Le parole di Ferrari hanno rimbalzato nella mia testa per tutta la mattinata, riportando a galla ricordi lontani nel tempo.

A casa mia non è mai esistito il CIBO. E' sempre esistita la tavola e i suoi commensali.

Per me che l'Emilia, o dolce patria, parlare genericamente di cibo è come bestemmiare.

In famiglia ci sono i piatti, quelli legati alle feste e quelli legate allle persone, perchè i preferiti, perchè le loro specialità, perchè ti ricodi di quando...

Cucinare per qualcuno equivale a donarsi, donare, per quando mi riguarda, la parte migliore di me, la più autentica, perchè l'atto non consente trucchi o mediazioni.

O ti dai o non ti ci metti neppure.

Significa spogliarsi degli abiti e della maschera che il quotidiano ti impone e affondare  le mani nella farina, nelle uova e sporcarsi e sudare e puzzare, anche se non c'è profumo migliore di questo gesto d'amore.

Io non cucino per tutti, soprattutto non cucino i piatti di famiglia o legati alla mia patria per tutti.

Lo faccio solo per coloro che sono nel mio cuore o stanno entrandoci.

Donare quanto fatto con le mie mani è per me un gesto di fiducia oltre che d'amore, perchè affido una parte di me, forse la migliore, come un segreto da custodire.

Cucinare per qualcuno a cui si tiene, concedetemelo, ha qualcosa di eucaristico.

Ancor più condividere il frutto di ciò che si è realizzato allo stesso tavolo.

Ecco perchè non amo aprire le porte della mia casa a chiunque e, men che meno, condividere il desco.

Se entri in casa mia e condividi con me ciò che le mie mani e il mio cuore hanno prodotto, entri in me, in qualla Martina che spesso nascondo o con un velo di cinico sarcasmo o con l'infallibile arma dell'ironia.

Ancor più di rado apro la porta della mia casa di montagna, del mio vero nido.
Lì davvero riesci a toccare la mia carne, quella che se premi con troppa superficialità strilla.

Ai piatti di casa sono legati i miei ricordi d'infanzia e non solo.

Ho 47 anni e briscola, mia nonna è mancata ventisei anni fa, eppure, ogni volta che vado in montagna, una delle prime cose che faccio è aprire il forno sperando di trovare quella fetta di torta, il bianco e nero, che immancabilmente lei mi faceva trovare quando da Milano arrivavo per le vacanze. E poi il frigorifero, dove non mancava mai una ciotolina di crema pasticciera.

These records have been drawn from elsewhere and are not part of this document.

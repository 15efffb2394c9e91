//! Nearest-neighbour identity matching over registered descriptors.

use crate::types::{Descriptor, Identity};

/// Maximum Euclidean distance for a positive match.
///
/// Calibrated for the 128-dim descriptor model; not a tunable.
pub const MATCH_THRESHOLD: f32 = 0.6;

/// Result of matching a live descriptor against the roster.
#[derive(Debug, Clone, PartialEq)]
pub enum MatchOutcome {
    Known { identity_id: String, distance: f32 },
    /// No stored descriptor within threshold. `distance` is the best one
    /// seen, or infinity for an empty roster.
    Unknown { distance: f32 },
}

impl MatchOutcome {
    pub fn identity_id(&self) -> Option<&str> {
        match self {
            MatchOutcome::Known { identity_id, .. } => Some(identity_id),
            MatchOutcome::Unknown { .. } => None,
        }
    }

    pub fn distance(&self) -> f32 {
        match self {
            MatchOutcome::Known { distance, .. } | MatchOutcome::Unknown { distance } => *distance,
        }
    }
}

/// Strategy for resolving a live descriptor to a registered identity.
pub trait IdentityMatcher {
    fn best_match(&self, descriptor: &Descriptor) -> MatchOutcome;
}

/// Euclidean nearest-neighbour matcher over a roster snapshot.
///
/// Built from the roster once; rebuild it whenever the roster changes.
#[derive(Debug, Clone, Default)]
pub struct EuclideanMatcher {
    labeled: Vec<(String, Descriptor)>,
    threshold: f32,
}

impl EuclideanMatcher {
    pub fn from_roster(roster: &[Identity]) -> Self {
        Self {
            labeled: roster
                .iter()
                .map(|identity| (identity.id.clone(), identity.descriptor.clone()))
                .collect(),
            threshold: MATCH_THRESHOLD,
        }
    }

    pub fn len(&self) -> usize {
        self.labeled.len()
    }

    pub fn is_empty(&self) -> bool {
        self.labeled.is_empty()
    }
}

impl IdentityMatcher for EuclideanMatcher {
    fn best_match(&self, descriptor: &Descriptor) -> MatchOutcome {
        let mut best_distance = f32::INFINITY;
        let mut best_idx: Option<usize> = None;

        for (i, (_, stored)) in self.labeled.iter().enumerate() {
            let distance = descriptor.euclidean_distance(stored);
            if distance < best_distance {
                best_distance = distance;
                best_idx = Some(i);
            }
        }

        match best_idx {
            Some(idx) if best_distance < self.threshold => MatchOutcome::Known {
                identity_id: self.labeled[idx].0.clone(),
                distance: best_distance,
            },
            _ => MatchOutcome::Unknown {
                distance: best_distance,
            },
        }
    }
}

Ricordi belli, ricordi dolorosi.

Come quel piatto di minestrone che mio padre ha mangiato durante l'ultima cenainsieme, mandato giù di controvoglia perchè sperava in una fumante piatto di spaghetti al sugo.

Ho conservato per anni il tovagliolo usato dal mio papà quella sera. Ogni tanto lo prendevo alla ricerca di una sua traccia, della sua presenza.

Poi, tra lavori di ristrutturazione e trasloco è sparito.

Ancora oggi quando mangio il minestrone penso a lui e al suo ultimo rimpianto e così, quando cucino il sugo di pomodori, la pummarola, cerco di farla sempre come piaceva a lui, perchè così facendo mi sembra che mi sorrida.

La stesssa cosa accade quando in montagna vado al salumificio Boni. Di fianco sento sempre la presenza dello zio Vito. I suoi prosciutti stagionati e curati con tutto il suo amore, accarezzati per essere pronti in agosto, così da essere condivisi con la famiglia.

Mi sembra sempre di sentire la sua voce da tenore :"Martina, vieni che ti faccio assaggiare questo crudo! L'ho fatto stagionare come si deve".

Caro zio, nessun prosciutto ha più il tuo sapore, un sapore di generosità e saggezza.

Quindi concludo con un atto di presunzione.

Questo post, vomitato di getto, come sempre faccio, lo dedico ad Andrea Ferrari che ha saputo far riaffiorare voci lontane nel tempo ma sempre presenti in me.

Adesso vado a preparare le tigelle!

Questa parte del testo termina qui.